En febrero de este año se publicó el libro “La Paradoja de la Avestruz” por dos profesores de la Universidad de Wharton en EEUU. En el se plantea la tesis de que estamos destinados a fallar al tomar decisiones en situaciones de baja probabilidad y alta consecuencia (como un tsunami por ejemplo). Esta condición radica en lo que algunos sicólogos llaman los sistemas cognitivos 1 y 2 de la toma de decisiones.

El Sistema 1 sería el más enraizado en nuestro instinto milenario, que actúa al instante para salvar nuestra vida; por ejemplo alejarse de un perro que nos gruñe.

El Sistema 2 sin embargo, sería aquel que nos previene de la influencia de las emociones e instintos en nuestra toma de decisiones; por ejemplo, es el que actúa cuando decidimos si caminar bajo la lluvia o esperar hasta que baje su intensidad.

Esta dupla cognitiva ha funcionado muy bien para la gran mayoría de las decisiones que tomamos diariamente, y ha sido exitoso durante miles de años, por ende no se avizora evolución genética en este ámbito. Esto funciona así porque hay muy pocas ocasiones en la vida de una persona en que ésta tenga que tomar decisiones ante eventos de baja probabilidad y alta consecuencia.

Pero si tenemos la mala fortuna de enfrentar un evento desastroso, nuestro cerebro no encontrará experiencias previas en su mochila genética que le ayuden a tomar la decisión correcta.

Lo que seguramente haremos será entregar rápidamente el mando al Sistema 1, que sin entrenamiento histórico en el cual apoyarse, tomará probablemente una mala decisión.

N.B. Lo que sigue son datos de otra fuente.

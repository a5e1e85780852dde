use async_trait::async_trait;
use shared::{
    domain::{
        CatalogAttribute, CatalogMeasure, DashboardDefinition, ExecutionDefinition,
        ExecutionResult, Insight, ObjRef,
    },
    error::{ApiError, ErrorCode},
};
use thiserror::Error;

mod memory;
pub use memory::{BackendFixtures, BackendOperation, InMemoryBackend};

/// Failure of a backend capability. Cloneable so one result can be shared by coalesced callers.
#[derive(Debug, Clone, PartialEq, Eq, Error)]
pub enum BackendError {
    #[error("{0} not found")]
    NotFound(String),
    #[error("not authorized: {0}")]
    Unauthorized(String),
    #[error("rejected by backend: {0}")]
    Validation(String),
    #[error("conflicting update: {0}")]
    Conflict(String),
    #[error("backend unavailable: {0}")]
    Unavailable(String),
}

impl BackendError {
    pub fn code(&self) -> ErrorCode {
        match self {
            Self::NotFound(_) => ErrorCode::NotFound,
            Self::Unauthorized(_) => ErrorCode::Unauthorized,
            Self::Validation(_) => ErrorCode::Validation,
            Self::Conflict(_) => ErrorCode::Conflict,
            Self::Unavailable(_) => ErrorCode::Unavailable,
        }
    }

    pub fn not_found(object: &ObjRef) -> Self {
        Self::NotFound(object.to_string())
    }
}

impl From<&BackendError> for ApiError {
    fn from(value: &BackendError) -> Self {
        ApiError::new(value.code(), value.to_string())
    }
}

impl From<BackendError> for ApiError {
    fn from(value: BackendError) -> Self {
        ApiError::from(&value)
    }
}

/// Asynchronous capabilities the engine consumes. Latency is unspecified and any call may fail.
#[async_trait]
pub trait DashboardBackend: Send + Sync {
    async fn get_dashboard(&self, dashboard: &ObjRef) -> Result<DashboardDefinition, BackendError>;
    async fn get_insight(&self, insight: &ObjRef) -> Result<Insight, BackendError>;
    async fn get_catalog_attributes(&self) -> Result<Vec<CatalogAttribute>, BackendError>;
    async fn get_attribute_by_display_form(
        &self,
        display_form: &ObjRef,
    ) -> Result<CatalogAttribute, BackendError>;
    async fn get_measure(&self, measure: &ObjRef) -> Result<CatalogMeasure, BackendError>;
    /// Updates the dashboard in place, or creates it when the descriptor has no ref yet.
    async fn save_dashboard(
        &self,
        dashboard: &DashboardDefinition,
    ) -> Result<DashboardDefinition, BackendError>;
    /// Always creates a new dashboard, ignoring any ref already on the descriptor.
    async fn create_dashboard(
        &self,
        dashboard: &DashboardDefinition,
    ) -> Result<DashboardDefinition, BackendError>;
    async fn execute(
        &self,
        definition: &ExecutionDefinition,
    ) -> Result<ExecutionResult, BackendError>;
}

pub struct MissingBackend;

#[async_trait]
impl DashboardBackend for MissingBackend {
    async fn get_dashboard(&self, dashboard: &ObjRef) -> Result<DashboardDefinition, BackendError> {
        Err(BackendError::Unavailable(format!(
            "no backend configured to load dashboard {dashboard}"
        )))
    }

    async fn get_insight(&self, insight: &ObjRef) -> Result<Insight, BackendError> {
        Err(BackendError::Unavailable(format!(
            "no backend configured to load insight {insight}"
        )))
    }

    async fn get_catalog_attributes(&self) -> Result<Vec<CatalogAttribute>, BackendError> {
        Err(BackendError::Unavailable(
            "no backend configured to load the catalog".to_string(),
        ))
    }

    async fn get_attribute_by_display_form(
        &self,
        display_form: &ObjRef,
    ) -> Result<CatalogAttribute, BackendError> {
        Err(BackendError::Unavailable(format!(
            "no backend configured to resolve display form {display_form}"
        )))
    }

    async fn get_measure(&self, measure: &ObjRef) -> Result<CatalogMeasure, BackendError> {
        Err(BackendError::Unavailable(format!(
            "no backend configured to resolve measure {measure}"
        )))
    }

    async fn save_dashboard(
        &self,
        _dashboard: &DashboardDefinition,
    ) -> Result<DashboardDefinition, BackendError> {
        Err(BackendError::Unavailable(
            "no backend configured to save dashboards".to_string(),
        ))
    }

    async fn create_dashboard(
        &self,
        _dashboard: &DashboardDefinition,
    ) -> Result<DashboardDefinition, BackendError> {
        Err(BackendError::Unavailable(
            "no backend configured to create dashboards".to_string(),
        ))
    }

    async fn execute(
        &self,
        _definition: &ExecutionDefinition,
    ) -> Result<ExecutionResult, BackendError> {
        Err(BackendError::Unavailable(
            "no backend configured to run executions".to_string(),
        ))
    }
}

#[cfg(test)]
#[path = "tests/lib_tests.rs"]
mod tests;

Cabe mencionar aquí, que esto nada tiene que ver con la capacidad analítica o intelectual del individuo, sino más bien con una reacción que se fraguó en nuestra especie hace miles de años y estamos condenados a repetirla.

Pero, ¿significa esto que estamos condenados a tomar malas decisiones ante los desastres? y ¿qué impacto tiene esto sobre las políticas públicas?

La respuesta a la primera pregunta es simple: no necesariamente, pero si confiamos en que las personas actúen ante a un desastre de la misma forma en que lo hacen durante simulacros o entrenamientos, enfrentaremos un triste desenlace. La segunda pregunta es más complicada pues alude al “qué debiéramos hacer” que es siempre difícil bajo incertidumbre.

Una opción es intentar agotar todas las posibilidades de preparación previa a un evento desastroso, a través de un exhaustivo examen de las condiciones objetivas de los posibles eventos. Esta es la mirada clásica en prevención de desastres, en que se invierte muchos recursos en la componente técnica-objetiva de los desastres y su efectos, pero no se hace cargo de esta enorme limitación cognitiva de los seres humanos.

Por ejemplo, como reacción a la falta de preparación y coordinación evidenciada luego del 27F, Chile encomendó a su Consejo Nacional de Innovación para el Desarrollo, la creación de un completo informe (Hacia un Chile Resiliente Frente a Desastres: Una Oportunidad), que da cuenta de la mayoría de los aspectos técnicos e ingenieriles relacionados con los desastres naturales.  

Sin embargo, el problema se aborda desde la perspectiva de nuestro Sistema 2, es decir, esperando una respuesta racional y ponderada de los afectados por un evento. Este comportamiento obediente y racional no va a ocurrir; lo más probable es que las personas reaccionen instintivamente (Sistema 1) y sigan impulsivamente a otras personas confundidas, agravando así los potenciales riesgos.

Para una correcta política pública, los informes como el del CNID son indispensables, pero no suficientes. La receta universal parece ser que los planes de preparación ante desastres incluyan el supuesto de comportamiento no racional en todos sus diseños.

Un simple ejemplo son las llamadas barras anti-pánico de puertas para recintos públicos. Esto nace del supuesto de que ante una emergencia las personas tenderán a empujar la puerta en lugar de girar una manilla.  En definitiva, es posible aprovechar esta limitación cognitiva a nuestro favor. Sabemos que el Sistema 1 tomará las decisiones llegado el momento de la emergencia y sabemos cómo actúa este sistema. De ahí viene el título de “La Paradoja de la Avestruz”,  ya que esta ave conoce su limitación de no poder volar, por lo que desarrolló una especial habilidad para correr velozmente. La receta entonces es comportarnos más como avestruces y menos como robots.